** Opening Data for review block **

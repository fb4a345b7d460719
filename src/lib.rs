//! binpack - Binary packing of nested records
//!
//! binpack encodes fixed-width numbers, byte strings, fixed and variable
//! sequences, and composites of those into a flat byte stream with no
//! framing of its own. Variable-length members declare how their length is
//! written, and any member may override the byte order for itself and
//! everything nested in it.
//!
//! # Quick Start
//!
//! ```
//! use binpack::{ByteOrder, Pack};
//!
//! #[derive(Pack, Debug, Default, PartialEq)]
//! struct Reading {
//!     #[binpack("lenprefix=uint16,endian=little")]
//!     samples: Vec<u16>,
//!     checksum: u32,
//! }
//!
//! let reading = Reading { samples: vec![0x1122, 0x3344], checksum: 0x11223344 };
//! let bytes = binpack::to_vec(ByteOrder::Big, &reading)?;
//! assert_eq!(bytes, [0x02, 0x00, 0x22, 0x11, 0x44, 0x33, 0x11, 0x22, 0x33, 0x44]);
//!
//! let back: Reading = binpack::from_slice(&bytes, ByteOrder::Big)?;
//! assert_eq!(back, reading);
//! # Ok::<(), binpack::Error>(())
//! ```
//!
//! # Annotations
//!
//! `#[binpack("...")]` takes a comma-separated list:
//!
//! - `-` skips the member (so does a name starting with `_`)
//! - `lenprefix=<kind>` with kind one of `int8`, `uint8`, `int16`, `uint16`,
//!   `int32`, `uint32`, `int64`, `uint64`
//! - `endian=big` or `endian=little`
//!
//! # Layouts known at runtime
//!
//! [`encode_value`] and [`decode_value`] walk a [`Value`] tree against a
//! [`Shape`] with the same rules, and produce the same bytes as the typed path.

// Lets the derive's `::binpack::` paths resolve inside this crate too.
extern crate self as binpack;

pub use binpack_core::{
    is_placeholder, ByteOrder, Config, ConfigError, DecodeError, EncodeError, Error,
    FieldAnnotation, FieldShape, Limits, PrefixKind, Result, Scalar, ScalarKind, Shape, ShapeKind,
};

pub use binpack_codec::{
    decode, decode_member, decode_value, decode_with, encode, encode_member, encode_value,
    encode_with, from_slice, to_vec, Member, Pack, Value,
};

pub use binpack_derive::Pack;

** Closing Data for review block **

• _What to work on_:
Each entry needs to be transcribed exactly.

• _Solution for this exercise_:
repository fb4a345b7d460719
filename src/lib.rs
//! binpack - Binary packing of nested records
//!
//! binpack encodes fixed-width numbers, byte strings, fixed and variable
//! sequences, and composites of those into a flat byte stream with no
//! framing of its own. Variable-length members declare how their length is
//! written, and any member may override the byte order for itself and
//! everything nested in it.
//!
//! # Quick Start
//!
//! ```
//! use binpack::{ByteOrder, Pack};
//!
//! #[derive(Pack, Debug, Default, PartialEq)]
//! struct Reading {
//!     #[binpack("lenprefix=uint16,endian=little")]
//!     samples: Vec<u16>,
//!     checksum: u32,
//! }
//!
//! let reading = Reading { samples: vec![0x1122, 0x3344], checksum: 0x11223344 };
//! let bytes = binpack::to_vec(ByteOrder::Big, &reading)?;
//! assert_eq!(bytes, [0x02, 0x00, 0x22, 0x11, 0x44, 0x33, 0x11, 0x22, 0x33, 0x44]);
//!
//! let back: Reading = binpack::from_slice(&bytes, ByteOrder::Big)?;
//! assert_eq!(back, reading);
//! # Ok::<(), binpack::Error>(())
//! ```
//!
//! # Annotations
//!
//! `#[binpack("...")]` takes a comma-separated list:
//!
//! - `-` skips the member (so does a name starting with `_`)
//! - `lenprefix=<kind>` with kind one of `int8`, `uint8`, `int16`, `uint16`,
//!   `int32`, `uint32`, `int64`, `uint64`
//! - `endian=big` or `endian=little`
//!
//! # Layouts known at runtime
//!
//! [`encode_value`] and [`decode_value`] walk a [`Value`] tree against a
//! [`Shape`] with the same rules, and produce the same bytes as the typed path.

// Lets the derive's `::binpack::` paths resolve inside this crate too.
extern crate self as binpack;

pub use binpack_core::{
    is_placeholder, ByteOrder, Config, ConfigError, DecodeError, EncodeError, Error,
    FieldAnnotation, FieldShape, Limits, PrefixKind, Result, Scalar, ScalarKind, Shape, ShapeKind,
};

pub use binpack_codec::{
    decode, decode_member, decode_value, decode_with, encode, encode_member, encode_value,
    encode_with, from_slice, to_vec, Member, Pack, Value,
};

pub use binpack_derive::Pack;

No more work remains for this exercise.